Applied Software Engineering
1 total work
Solid requirements engineering has increasingly been recognized as the key to improved, on-time, and on-budget delivery of software and systems projects. This textbook provides a comprehensive treatment of the theoretical and practical aspects of discovering, analyzing, modeling, validating, testing, and writing requirements for systems of all kinds, with an intentional focus on software-intensive systems. It brings into play a variety of formal methods, social models, and modern requirements for writing techniques to be useful to the practicing engineer.
This book was written to support both undergraduate and graduate requirements engineering courses. Each chapter includes simple, intermediate, and advanced exercises. Advanced exercises are suitable as a research assignment or independent study and are denoted by an asterisk. Various exemplar systems illustrate points throughout the book, and four systems in particular—a baggage handling system, a point of sale system, a smart home system, and a wet well pumping system—are used repeatedly. These systems involve application domains with which most readers are likely to be familiar, and they cover a wide range of applications from embedded to organic in both industrial and consumer implementations. Vignettes at the end of each chapter provide mini-case studies showing how the learning in the chapter can be employed in real systems.

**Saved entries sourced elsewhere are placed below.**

//! # Source Listener
//! Owns one source's polling cycle end to end: session, recurring timer,
//! extraction, dedup filtering and event emission.
//!
//! Lifecycle: `Stopped -> Starting -> Listening -> Stopped`, with a
//! transient `Reconnecting` entered on an auth rejection and a terminal
//! `Failed` when the single reconnect attempt does not succeed.
//!
//! Cycles never overlap: the recurring loop awaits each cycle before the
//! next tick, late ticks are skipped (`MissedTickBehavior::Skip`), and an
//! on-demand [`SourceListener::poll_now`] that races a running cycle is
//! skipped through an in-flight flag.

use std::path::PathBuf;
use std::sync::atomic::{AtomicBool, Ordering};
use std::sync::{Arc, Mutex};
use std::time::Duration;

use chrono::{DateTime, Utc};
use metrics::counter;
use tokio::sync::{mpsc, watch};
use tokio::task::JoinHandle;
use tokio::time::{self, Instant, MissedTickBehavior};

use crate::config::SourceConfig;
use crate::dedup::{persist_in_background, DedupSettings, DedupStore};
use crate::error::{ClientError, RelayError, Result};
use crate::events::ListenerEvent;
use crate::platform::{DynPlatformClient, LinkExtractor};
use crate::types::{DiscoveredItem, ListenerPhase, SourceListenerState, SourceTag};

/// Where and how listeners keep their dedup records.
#[derive(Debug, Clone, Default)]
pub struct ListenerOptions {
    pub dedup: DedupSettings,
    /// `None` keeps dedup records in memory only.
    pub data_dir: Option<PathBuf>,
}

impl ListenerOptions {
    pub fn dedup_path(&self, source_id: &str) -> Option<PathBuf> {
        let safe: String = source_id
            .chars()
            .map(|c| if c.is_ascii_alphanumeric() || c == '-' || c == '_' { c } else { '_' })
            .collect();
        self.data_dir
            .as_ref()
            .map(|d| d.join(format!("processed_{safe}.json")))
    }
}

/// Result of one poll cycle.
#[derive(Debug, Clone, PartialEq, Eq)]
pub enum PollOutcome {
    /// New items emitted (may be 0).
    Completed { found: usize },
    /// Another cycle was in flight, or the listener is not polling.
    Skipped,
    TransientError(String),
    /// Auth rejected; `recovered` tells whether the reconnect worked.
    AuthError { recovered: bool },
}

#[derive(Debug)]
struct Inner {
    phase: ListenerPhase,
    dedup: DedupStore,
    checks: u64,
    items_found: u64,
    errors: u64,
    last_check_at: Option<DateTime<Utc>>,
}

struct Shared {
    source_id: String,
    tag: SourceTag,
    locator: String,
    interval_ms: u64,
    extractor: Arc<dyn LinkExtractor>,
    session: DynPlatformClient,
    events: mpsc::Sender<ListenerEvent>,
    in_flight: AtomicBool,
    inner: Mutex<Inner>,
}

struct Runner {
    stop_tx: watch::Sender<bool>,
    handle: JoinHandle<()>,
}

pub struct SourceListener {
    config: SourceConfig,
    options: ListenerOptions,
    shared: Arc<Shared>,
    runner: Option<Runner>,
}

impl SourceListener {
    pub fn new(
        config: SourceConfig,
        extractor: Arc<dyn LinkExtractor>,
        session: DynPlatformClient,
        options: ListenerOptions,
        events: mpsc::Sender<ListenerEvent>,
    ) -> Self {
        let shared = Arc::new(Shared {
            source_id: config.id.clone(),
            tag: config.tag(),
            locator: config.locator.clone(),
            interval_ms: config.polling_interval_ms,
            extractor,
            session,
            events,
            in_flight: AtomicBool::new(false),
            inner: Mutex::new(Inner {
                phase: ListenerPhase::Stopped,
                dedup: DedupStore::in_memory(options.dedup),
                checks: 0,
                items_found: 0,
                errors: 0,
                last_check_at: None,
            }),
        });
        Self {
            config,
            options,
            shared,
            runner: None,
        }
    }

    pub fn config(&self) -> &SourceConfig {
        &self.config
    }

    pub fn id(&self) -> &str {
        &self.config.id
    }

    pub fn is_listening(&self) -> bool {
        self.runner.is_some() && self.shared.phase().is_polling()
    }

    /// Load dedup record, connect, run one cycle, then schedule the rest.
    /// No-op while already listening.
    pub async fn start(&mut self) -> Result<()> {
        if self.is_listening() {
            tracing::debug!(target: "listener", source_id = %self.config.id, "start ignored: already listening");
            return Ok(());
        }
        if self.runner.is_some() {
            // Failed listener being restarted in place.
            self.stop().await?;
        }
        self.config.check()?;
        self.shared.set_phase(ListenerPhase::Starting);

        // Memory-only records survive a restart of the same listener.
        if let Some(path) = self.options.dedup_path(&self.config.id) {
            let dedup = DedupStore::load(path, self.options.dedup).await.map_err(|e| {
                self.shared.set_phase(ListenerPhase::Stopped);
                RelayError::init(&self.config.id, format!("dedup record: {e}"))
            })?;
            self.shared.lock().dedup = dedup;
        }
        let loaded = self.shared.lock().dedup.len();

        if let Err(e) = self.shared.session.connect().await {
            self.shared.set_phase(ListenerPhase::Stopped);
            tracing::error!(target: "listener", source_id = %self.config.id, error = %e, "session failed");
            return Err(RelayError::init(&self.config.id, e));
        }

        self.shared.set_phase(ListenerPhase::Listening);
        tracing::info!(
            target: "listener",
            source_id = %self.config.id,
            interval_ms = self.config.polling_interval_ms,
            dedup_loaded = loaded,
            "listener started"
        );

        self.shared.poll_once().await;

        let (stop_tx, stop_rx) = watch::channel(false);
        let handle = tokio::spawn(run_loop(self.shared.clone(), stop_rx));
        self.runner = Some(Runner { stop_tx, handle });
        Ok(())
    }

    /// Cancel the timer, let an in-flight cycle finish, flush the dedup
    /// record, release the session. No-op when not running.
    pub async fn stop(&mut self) -> Result<()> {
        let Some(runner) = self.runner.take() else {
            return Ok(());
        };
        let _ = runner.stop_tx.send(true);
        if let Err(e) = runner.handle.await {
            tracing::warn!(target: "listener", source_id = %self.config.id, error = %e, "poll loop ended abnormally");
        }

        let flushed = self.shared.lock().dedup.flush();
        self.shared.session.disconnect().await;
        self.shared.set_phase(ListenerPhase::Stopped);
        tracing::info!(target: "listener", source_id = %self.config.id, "listener stopped");
        flushed
    }

    /// Run a cycle now (outside the schedule).
    pub async fn poll_now(&self) -> PollOutcome {
        self.shared.poll_once().await
    }

    pub fn state(&self) -> SourceListenerState {
        let g = self.shared.lock();
        SourceListenerState {
            phase: g.phase,
            is_listening: self.runner.is_some() && g.phase.is_polling(),
            polling_interval_ms: self.shared.interval_ms,
            checks: g.checks,
            items_found: g.items_found,
            errors: g.errors,
            last_check_at: g.last_check_at,
            dedup_size: g.dedup.len(),
        }
    }
}

impl Drop for SourceListener {
    fn drop(&mut self) {
        if let Some(runner) = self.runner.take() {
            runner.handle.abort();
        }
    }
}

impl ListenerPhase {
    fn is_polling(self) -> bool {
        matches!(self, Self::Listening | Self::Reconnecting)
    }
}

async fn run_loop(shared: Arc<Shared>, mut stop_rx: watch::Receiver<bool>) {
    let period = Duration::from_millis(shared.interval_ms);
    let mut ticker = time::interval_at(Instant::now() + period, period);
    ticker.set_missed_tick_behavior(MissedTickBehavior::Skip);

    loop {
        tokio::select! {
            _ = ticker.tick() => {
                shared.poll_once().await;
            }
            changed = stop_rx.changed() => {
                if changed.is_err() || *stop_rx.borrow() {
                    break;
                }
            }
        }
    }
}

/// Clears the in-flight flag when a cycle ends, however it ends.
struct InFlight<'a>(&'a AtomicBool);

impl Drop for InFlight<'_> {
    fn drop(&mut self) {
        self.0.store(false, Ordering::Release);
    }
}

impl Shared {
    fn lock(&self) -> std::sync::MutexGuard<'_, Inner> {
        self.inner.lock().expect("listener mutex poisoned")
    }

    fn phase(&self) -> ListenerPhase {
        self.lock().phase
    }

    fn set_phase(&self, phase: ListenerPhase) {
        self.lock().phase = phase;
    }

    async fn emit(&self, ev: ListenerEvent) {
        if self.events.send(ev).await.is_err() {
            tracing::debug!(target: "listener", source_id = %self.source_id, "event receiver gone");
        }
    }

    async fn poll_once(&self) -> PollOutcome {
        if self.phase() != ListenerPhase::Listening {
            return PollOutcome::Skipped;
        }
        if self
            .in_flight
            .compare_exchange(false, true, Ordering::AcqRel, Ordering::Acquire)
            .is_err()
        {
            tracing::debug!(target: "listener", source_id = %self.source_id, "cycle still in flight, skipping");
            return PollOutcome::Skipped;
        }
        let _guard = InFlight(&self.in_flight);

        let now = Utc::now();
        {
            let mut g = self.lock();
            g.checks += 1;
            g.last_check_at = Some(now);
        }
        counter!("listener_checks_total", "source" => self.source_id.clone()).increment(1);

        match self.extractor.extract(&self.locator).await {
            Ok(links) => {
                let (batch, persist) = {
                    let mut g = self.lock();
                    let mut batch = Vec::new();
                    for link in links {
                        if g.dedup.insert(link.id.clone()) {
                            batch.push(DiscoveredItem::from_link(link, now));
                        }
                    }
                    let trimmed = g.dedup.trim_if_oversized();
                    if trimmed > 0 {
                        tracing::debug!(target: "listener", source_id = %self.source_id, trimmed, "dedup record trimmed");
                    }
                    g.items_found += batch.len() as u64;
                    let persist = if batch.is_empty() {
                        None
                    } else {
                        g.dedup.pending_save()
                    };
                    (batch, persist)
                };

                if let Some(save) = persist {
                    persist_in_background(save);
                }

                let found = batch.len();
                if found > 0 {
                    counter!("listener_items_found_total", "source" => self.source_id.clone())
                        .increment(found as u64);
                    tracing::info!(target: "listener", source_id = %self.source_id, found, "new items found");
                    self.emit(ListenerEvent::ItemsFound {
                        source: self.tag.clone(),
                        items: batch,
                    })
                    .await;
                }
                self.emit(ListenerEvent::CheckCompleted {
                    source: self.tag.clone(),
                    found,
                    at: now,
                })
                .await;
                PollOutcome::Completed { found }
            }
            Err(ClientError::Auth(msg)) => {
                self.lock().errors += 1;
                counter!("listener_auth_failures_total", "source" => self.source_id.clone()).increment(1);
                tracing::warn!(target: "listener", source_id = %self.source_id, error = %msg, "session rejected, reconnecting");
                self.set_phase(ListenerPhase::Reconnecting);

                if self.session.reconnect().await {
                    self.set_phase(ListenerPhase::Listening);
                    tracing::info!(target: "listener", source_id = %self.source_id, "session recovered");
                    self.emit(ListenerEvent::AuthRecovered {
                        source: self.tag.clone(),
                    })
                    .await;
                    PollOutcome::AuthError { recovered: true }
                } else {
                    self.set_phase(ListenerPhase::Failed);
                    tracing::error!(target: "listener", source_id = %self.source_id, "reconnect failed, listener disabled until restart");
                    self.emit(ListenerEvent::AuthFailed {
                        source: self.tag.clone(),
                        error: msg,
                    })
                    .await;
                    PollOutcome::AuthError { recovered: false }
                }
            }
            Err(ClientError::Transient(msg)) => {
                self.lock().errors += 1;
                counter!("listener_errors_total", "source" => self.source_id.clone()).increment(1);
                tracing::warn!(target: "listener", source_id = %self.source_id, error = %msg, "check failed");
                self.emit(ListenerEvent::CheckError {
                    source: self.tag.clone(),
                    error: msg.clone(),
                })
                .await;
                PollOutcome::TransientError(msg)
            }
        }
    }
}
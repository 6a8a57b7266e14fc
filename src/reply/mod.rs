//! Reply generation: generator abstraction plus the simple generators used
//! when no model is configured.

pub mod openai;

use std::future::Future;
use std::pin::Pin;
use std::sync::Arc;

use serde::{Deserialize, Serialize};

use crate::config::GeneratorConfig;
use crate::entities::{parse_hashtags, parse_mentions};
use crate::types::ItemDetails;

pub use openai::OpenAiReplyGenerator;

/// Metadata handed to the generator alongside the post text.
#[derive(Debug, Clone, Default, PartialEq, Eq, Serialize, Deserialize)]
pub struct ReplyContext {
    pub author: String,
    pub hashtags: Vec<String>,
    pub mentions: Vec<String>,
}

/// Outcome of one generation call. `success == false` carries `error`.
#[derive(Debug, Clone, PartialEq, Eq, Serialize, Deserialize)]
pub struct GeneratedReply {
    pub success: bool,
    pub text: String,
    pub error: Option<String>,
}

impl GeneratedReply {
    pub fn ok(text: impl Into<String>) -> Self {
        Self {
            success: true,
            text: text.into(),
            error: None,
        }
    }

    pub fn failed(error: impl Into<String>) -> Self {
        Self {
            success: false,
            text: String::new(),
            error: Some(error.into()),
        }
    }
}

pub trait ReplyGenerator: Send + Sync {
    fn generate<'a>(
        &'a self,
        text: &'a str,
        context: &'a ReplyContext,
    ) -> Pin<Box<dyn Future<Output = GeneratedReply> + Send + 'a>>;

    /// Provider name for diagnostics.
    fn provider_name(&self) -> &'static str;
}

pub type DynReplyGenerator = Arc<dyn ReplyGenerator>;

/// Always fails; used when generation is switched off.
pub struct DisabledGenerator;

impl ReplyGenerator for DisabledGenerator {
    fn generate<'a>(
        &'a self,
        _text: &'a str,
        _context: &'a ReplyContext,
    ) -> Pin<Box<dyn Future<Output = GeneratedReply> + Send + 'a>> {
        Box::pin(async { GeneratedReply::failed("reply generation disabled") })
    }

    fn provider_name(&self) -> &'static str {
        "disabled"
    }
}

/// Returns the same reply every time; `{author}` is substituted.
#[derive(Debug, Clone)]
pub struct FixedGenerator {
    pub template: String,
}

impl FixedGenerator {
    pub fn new(template: impl Into<String>) -> Self {
        Self {
            template: template.into(),
        }
    }
}

impl ReplyGenerator for FixedGenerator {
    fn generate<'a>(
        &'a self,
        _text: &'a str,
        context: &'a ReplyContext,
    ) -> Pin<Box<dyn Future<Output = GeneratedReply> + Send + 'a>> {
        let out = self.template.replace("{author}", &context.author);
        Box::pin(async move { GeneratedReply::ok(out) })
    }

    fn provider_name(&self) -> &'static str {
        "fixed"
    }
}

/// Pick a generator from config and environment:
///
/// * `AI_TEST_MODE=mock` gives a [`FixedGenerator`].
/// * A disabled config gives a [`DisabledGenerator`].
/// * Otherwise the configured provider (only `openai` for now).
pub fn build_generator(cfg: &GeneratorConfig) -> anyhow::Result<DynReplyGenerator> {
    if std::env::var("AI_TEST_MODE")
        .map(|v| v == "mock")
        .unwrap_or(false)
    {
        tracing::info!(target: "dispatch", "AI_TEST_MODE=mock, using fixed replies");
        return Ok(Arc::new(FixedGenerator::new("Thanks for sharing, @{author}!")));
    }
    if !cfg.enabled {
        return Ok(Arc::new(DisabledGenerator));
    }
    let cfg = cfg.clone().resolved()?;
    match cfg.provider.as_str() {
        "openai" => Ok(Arc::new(OpenAiReplyGenerator::new(&cfg)?)),
        other => anyhow::bail!("unsupported reply provider: {other}"),
    }
}

/// Context for a post. Entities missing on the platform side are parsed
/// from the text.
pub fn reply_context(details: &ItemDetails) -> ReplyContext {
    let hashtags = if details.entities.hashtags.is_empty() {
        parse_hashtags(&details.text)
    } else {
        details.entities.hashtags.clone()
    };
    let mentions = if details.entities.mentions.is_empty() {
        parse_mentions(&details.text)
    } else {
        details.entities.mentions.clone()
    };
    ReplyContext {
        author: details
            .author_handle
            .clone()
            .unwrap_or_else(|| details.author_id.clone()),
        hashtags,
        mentions,
    }
}
//! Read-only HTTP status surface.

use std::sync::Arc;

use axum::{
    extract::State,
    http::StatusCode,
    response::IntoResponse,
    routing::get,
    Json, Router,
};
use metrics_exporter_prometheus::PrometheusHandle;
use tower_http::{cors::CorsLayer, trace::TraceLayer};

use crate::system::{HealthLevel, ReplySystem};

#[derive(Clone)]
pub struct AppState {
    pub system: Arc<ReplySystem>,
    /// `None` when no recorder is installed (tests); `/metrics` is then 404.
    pub metrics: Option<PrometheusHandle>,
}

impl AppState {
    pub fn new(system: Arc<ReplySystem>) -> Self {
        Self {
            system,
            metrics: None,
        }
    }

    pub fn with_metrics(mut self, handle: PrometheusHandle) -> Self {
        self.metrics = Some(handle);
        self
    }
}

pub fn router(state: AppState) -> Router {
    Router::new()
        .route("/health", get(health))
        .route("/status", get(status))
        .route("/sources", get(sources))
        .route("/metrics", get(metrics))
        .layer(CorsLayer::very_permissive())
        .layer(TraceLayer::new_for_http())
        .with_state(state)
}

async fn health(State(state): State<AppState>) -> impl IntoResponse {
    let report = state.system.health().await;
    let code = if report.level == HealthLevel::Critical {
        StatusCode::SERVICE_UNAVAILABLE
    } else {
        StatusCode::OK
    };
    (code, Json(report))
}

async fn status(State(state): State<AppState>) -> impl IntoResponse {
    Json(state.system.status().await)
}

async fn sources(State(state): State<AppState>) -> impl IntoResponse {
    Json(state.system.aggregator().sources_by_priority().await)
}

async fn metrics(State(state): State<AppState>) -> impl IntoResponse {
    match &state.metrics {
        Some(h) => (StatusCode::OK, h.render()),
        None => (StatusCode::NOT_FOUND, "metrics recorder not installed".to_string()),
    }
}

Requirements engineering is a dynamic field and this text keeps pace with these changes. Since the first edition of this text, there have been many changes and improvements. Feedback from instructors, students, and corporate users of the text was used to correct, expand, and improve the material. This third edition includes many new topics, expanded discussions, additional exercises, and more examples. A focus on safety critical systems, where appropriate in examples and exercises, has also been introduced. Discussions have also been added to address the important domain of the Internet of Things. Another significant change involved the transition from the retired IEEE Standard 830, which was referenced throughout previous editions of the text, to its successor, the ISO/IEC/IEEE 29148 standard.